Stored items from a collection:
##############################
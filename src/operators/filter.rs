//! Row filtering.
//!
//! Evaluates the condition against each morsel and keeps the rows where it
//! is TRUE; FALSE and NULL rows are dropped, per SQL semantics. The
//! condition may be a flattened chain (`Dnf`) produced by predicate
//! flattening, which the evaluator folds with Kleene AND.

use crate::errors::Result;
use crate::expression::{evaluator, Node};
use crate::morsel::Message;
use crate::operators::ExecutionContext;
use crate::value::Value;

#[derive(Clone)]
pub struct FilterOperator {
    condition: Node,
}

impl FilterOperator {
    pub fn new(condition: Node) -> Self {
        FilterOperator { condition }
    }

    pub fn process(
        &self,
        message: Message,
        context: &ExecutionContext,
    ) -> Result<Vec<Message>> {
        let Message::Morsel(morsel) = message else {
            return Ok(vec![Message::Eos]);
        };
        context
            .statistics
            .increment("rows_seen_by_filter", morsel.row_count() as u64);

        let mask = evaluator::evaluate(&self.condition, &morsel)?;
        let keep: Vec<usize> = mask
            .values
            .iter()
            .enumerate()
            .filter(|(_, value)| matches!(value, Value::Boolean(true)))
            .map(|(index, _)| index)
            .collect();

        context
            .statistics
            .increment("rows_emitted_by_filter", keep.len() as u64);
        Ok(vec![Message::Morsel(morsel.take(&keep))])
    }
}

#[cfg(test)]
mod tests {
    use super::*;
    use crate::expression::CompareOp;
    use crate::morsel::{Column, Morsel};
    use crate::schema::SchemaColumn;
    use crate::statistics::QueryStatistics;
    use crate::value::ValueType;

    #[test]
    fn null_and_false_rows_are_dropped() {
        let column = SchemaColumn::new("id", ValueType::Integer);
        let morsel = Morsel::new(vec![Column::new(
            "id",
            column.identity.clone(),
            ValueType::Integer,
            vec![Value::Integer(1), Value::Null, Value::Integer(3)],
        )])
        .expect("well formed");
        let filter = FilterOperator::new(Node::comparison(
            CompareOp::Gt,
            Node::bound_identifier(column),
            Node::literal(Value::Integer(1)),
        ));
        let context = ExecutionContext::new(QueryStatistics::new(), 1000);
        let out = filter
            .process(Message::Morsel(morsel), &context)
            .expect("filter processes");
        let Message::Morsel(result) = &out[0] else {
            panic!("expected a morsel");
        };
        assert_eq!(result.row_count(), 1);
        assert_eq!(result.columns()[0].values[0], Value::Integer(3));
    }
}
##############################
Could you retype exactly the lines from the one containing "let out = filter" through the final line of the data above, and no others?

        let out = filter
            .process(Message::Morsel(morsel), &context)
            .expect("filter processes");
        let Message::Morsel(result) = &out[0] else {
            panic!("expected a morsel");
        };
        assert_eq!(result.row_count(), 1);
        assert_eq!(result.columns()[0].values[0], Value::Integer(3));
    }
}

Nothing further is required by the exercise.